3) Análise do Projeto de Lei 4330/04 – Um breve histórico 

 

Em 1998 o Poder Executivo apresentou o Projeto de Lei (PL) 4302 que tratava do trabalho temporário e da prestação de serviços e teve como relator o Deputado Sandro Mabel. O projeto visava legalizar a locação da mão de obra, de qualquer natureza, por prazo indeterminado, pois ampliaria o prazo de 90 dias previsto na lei para 180 dias, que poderia ser prorrogado mediante acordo ou convenção coletiva de trabalho. Mencionado projeto fortaleceria a terceirização, pois permitiria esse tipo de contrato em qualquer atividade, fim ou meio, o “sonho das empresas”.

O projeto foi retirado pelo governo Lula em 2003 através da mensagem n.389/2003, depois de forte pressão e reação dos sindicatos e dos movimentos sociais.

Em 2004 Sandro Mabel apresentou o PL 4330, excluindo dispositivos que tratavam do trabalho temporário e focalizando na prestação de serviços terceirizados. O projeto, desde a sua origem, transforma a relação de emprego em relação comercial, isenta os empregadores de qualquer responsabilidade para com os direitos dos trabalhadores e derruba uma das poucas proteções impostas à terceirização, que é a Súmula 331 do TST, que impede a terceirização da atividade-fim da empresa. Admite a possibilidade de quarteirização e impõe barreiras a qualquer possibilidade de caracterização de vínculo empregatício com as empresas contratantes, anistia as empresas de qualquer responsabilidade por terceirizações irregulares anteriores à lei, institucionalizando e legitimando a precarização do trabalho e os graves problemas por ela gerados.

O PL recebeu pareceres favoráveis da CDEIC (Comissão de Desenvolvimento Econômico, Indústria e Comércio) e CTASP (Comissão de Trabalho, Administração e Serviço Público). Em 2011 foi criada a Comissão Especial na Câmara dos Deputados para analisar o projeto, nessa ocasião o Deputado Roberto Santiago assumiu a relatoria e apresentou em novembro de 2011 o substitutivo. O projeto manteve a sua essência ao permitir a terceirização em todas as etapas do processo produtivo e não reconhecer a responsabilidade solidária da tomadora de serviços. Substitui o conceito de atividade fim e meio por empresa especializada, permite sucessivas contratações do trabalhador por diferentes empresas prestadoras de serviços a terceiros e mantem a responsabilidade subsidiária nos aspectos relacionados à saúde e segurança, bem como em relação ao inadimplemento das obrigações trabalhistas e previdenciárias por parte do prestador de serviços.
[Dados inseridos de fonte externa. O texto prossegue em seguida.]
// Telemetry module for structured logging and metrics

use anyhow::Result;
use metrics::{counter, describe_counter, describe_gauge, describe_histogram, gauge, histogram};
use metrics_exporter_prometheus::PrometheusBuilder;
use std::net::SocketAddr;
use tracing_subscriber::{fmt, layer::SubscriberExt, util::SubscriberInitExt, EnvFilter, Layer};

/// Initialize structured logging with JSON formatting
///
/// `RUST_LOG` takes precedence over `log_level` when set.
pub fn init_logging(log_level: &str) -> Result<()> {
    let env_filter = EnvFilter::try_from_default_env()
        .or_else(|_| EnvFilter::try_new(log_level))
        .map_err(|e| anyhow::anyhow!("Failed to create env filter: {}", e))?;

    let json_layer = fmt::layer()
        .json()
        .with_current_span(true)
        .with_target(true)
        .with_thread_ids(true)
        .with_thread_names(true)
        .with_filter(env_filter);

    tracing_subscriber::registry()
        .with(json_layer)
        .try_init()
        .map_err(|e| anyhow::anyhow!("Failed to initialize tracing subscriber: {}", e))?;

    tracing::info!(log_level = log_level, "Structured logging initialized");

    Ok(())
}

/// Initialize Prometheus metrics exporter
///
/// Registers:
/// - scheduler_jobs_scheduled_total
/// - scheduler_jobs_dispatched_total
/// - scheduler_job_failures_total
/// - scheduler_queue_depth
/// - scheduler_dispatch_lag_seconds
/// - scheduler_job_duration_seconds
pub fn init_metrics(metrics_port: u16) -> Result<()> {
    let addr: SocketAddr = format!("0.0.0.0:{}", metrics_port)
        .parse()
        .map_err(|e| anyhow::anyhow!("Invalid metrics port: {}", e))?;

    PrometheusBuilder::new()
        .with_http_listener(addr)
        .install()
        .map_err(|e| anyhow::anyhow!("Failed to install Prometheus exporter: {}", e))?;

    describe_counter!(
        "scheduler_jobs_scheduled_total",
        "Total number of jobs submitted through schedule()"
    );
    describe_counter!(
        "scheduler_jobs_dispatched_total",
        "Total number of job dispatches to the worker pool"
    );
    describe_counter!(
        "scheduler_job_failures_total",
        "Total number of job executions that panicked"
    );
    describe_gauge!("scheduler_queue_depth", "Current number of pending jobs");
    describe_histogram!(
        "scheduler_dispatch_lag_seconds",
        "Delay between a job's fire time and its dispatch"
    );
    describe_histogram!(
        "scheduler_job_duration_seconds",
        "Duration of job executions in seconds"
    );

    tracing::info!(
        metrics_port = metrics_port,
        metrics_endpoint = format!("http://0.0.0.0:{}/metrics", metrics_port),
        "Prometheus metrics exporter initialized"
    );

    Ok(())
}

#[inline]
pub fn record_job_scheduled() {
    counter!("scheduler_jobs_scheduled_total").increment(1);
}

/// Record one dispatch and how late it was relative to the fire time
#[inline]
pub fn record_job_dispatched(lag_seconds: f64) {
    counter!("scheduler_jobs_dispatched_total").increment(1);
    histogram!("scheduler_dispatch_lag_seconds").record(lag_seconds);
}

#[inline]
pub fn record_job_failure(reason: &str) {
    counter!("scheduler_job_failures_total", "reason" => reason.to_string()).increment(1);
}

#[inline]
pub fn record_job_duration(duration_seconds: f64) {
    histogram!("scheduler_job_duration_seconds").record(duration_seconds);
}

#[inline]
pub fn update_queue_depth(depth: usize) {
    gauge!("scheduler_queue_depth").set(depth as f64);
}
Em sentido contrário, a CUT, através do Deputado Vicentinho apresentou o PL 1621/2007, proibindo a terceirização na atividade fim e estabelecendo a responsabilidade solidária, o acesso a informação e a representação sindical. O projeto sequer foi apreciado.

As ideias gerais que estão sendo solidificadas no Congresso Nacional refletem a própria correlação de forças lá existente, afinal, o que esperar de um Congresso onde os empresários são a grande maioria, representando cerca de 80% dos congressistas?

Após várias tentativas de colocar em votação o projeto 4330 as centrais sindicais em conjunto com o governo, empresários e legislativo constituíram a comissão quadripartite com o objetivo de construir uma proposta que contemplasse todos os interesses, tarefa bastante difícil uma vez que o projeto estava cada vez mais distante dos propósitos que definem uma regulamentação protetora do trabalho. Os avanços foram pontuais e não alteraram a essência da proposta.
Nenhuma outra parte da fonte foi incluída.